**SUPPLIED INFORMATION**

//! Expression syntax tree node types.
//!
//! - [`operators`]: comparison and logical operator kinds
//! - [`expr`]: the node record and its closed set of variants
//!
//! Child links are [`ExprId`](crate::ExprId) indices, strings are
//! [`Name`](crate::Name) handles, so every node is a small `Copy` value.

mod expr;
mod operators;

pub use expr::{Expr, ExprKind, TokenSource};
pub use operators::{CompareOpKind, LogicalOpKind};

**WHAT YOU ARE ASKED TO DO**
Exactly the lines from the one containing "indices, strings are" through the last line of the records are to be transcribed, both endpoints included.

**EXERCISE RESPONSE**
//! Child links are [`ExprId`](crate::ExprId) indices, strings are
//! [`Name`](crate::Name) handles, so every node is a small `Copy` value.

mod expr;
mod operators;

pub use expr::{Expr, ExprKind, TokenSource};
pub use operators::{CompareOpKind, LogicalOpKind};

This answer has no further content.